(Beginning of RECORDED INFORMATION)

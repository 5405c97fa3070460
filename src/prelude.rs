//! Commonly used types and utilities for ease of import.

pub use crate::{
    AutoPlayer, Board, BoardError, GameConfig, GameEngine, GameStatus, Move, Player, RevealResult,
};

#[cfg(feature = "std")]
pub use crate::{parse_move, CliPlayer};
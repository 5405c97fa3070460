#![cfg(feature = "std")]

use std::env;
use log::{self, LevelFilter, Metadata, Record};

struct StderrLogger;

impl log::Log for StderrLogger {
    fn enabled(&self, metadata: &Metadata) -> bool {
        metadata.level() <= log::max_level()
    }

    fn log(&self, record: &Record) {
        if self.enabled(record.metadata()) {
            eprintln!("{} - {}", record.level(), record.args());
        }
    }

    fn flush(&self) {}
}

static LOGGER: StderrLogger = StderrLogger;

/// Initialize logging with a level taken from the `MINESWEEPER_LOG` environment variable.
/// Defaults to `warn` if the variable is not set or invalid, keeping the board uncluttered.
pub fn init_logging() {
    let level = env::var("MINESWEEPER_LOG")
        .ok()
        .and_then(|lvl| lvl.parse().ok())
        .unwrap_or(LevelFilter::Warn);
    let _ = log::set_logger(&LOGGER).map(|()| log::set_max_level(level));
}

(End of RECORDED INFORMATION)

- _WHAT TO WORK ON_:
The lines to write out run from the one with "metadata.level() <= log::max_level()" through the end of the records. Give them exactly, and only them.

- _ANSWER BELOW_:
        metadata.level() <= log::max_level()
    }

    fn log(&self, record: &Record) {
        if self.enabled(record.metadata()) {
            eprintln!("{} - {}", record.level(), record.args());
        }
    }

    fn flush(&self) {}
}

static LOGGER: StderrLogger = StderrLogger;

/// Initialize logging with a level taken from the `MINESWEEPER_LOG` environment variable.
/// Defaults to `warn` if the variable is not set or invalid, keeping the board uncluttered.
pub fn init_logging() {
    let level = env::var("MINESWEEPER_LOG")
        .ok()
        .and_then(|lvl| lvl.parse().ok())
        .unwrap_or(LevelFilter::Warn);
    let _ = log::set_logger(&LOGGER).map(|()| log::set_max_level(level));
}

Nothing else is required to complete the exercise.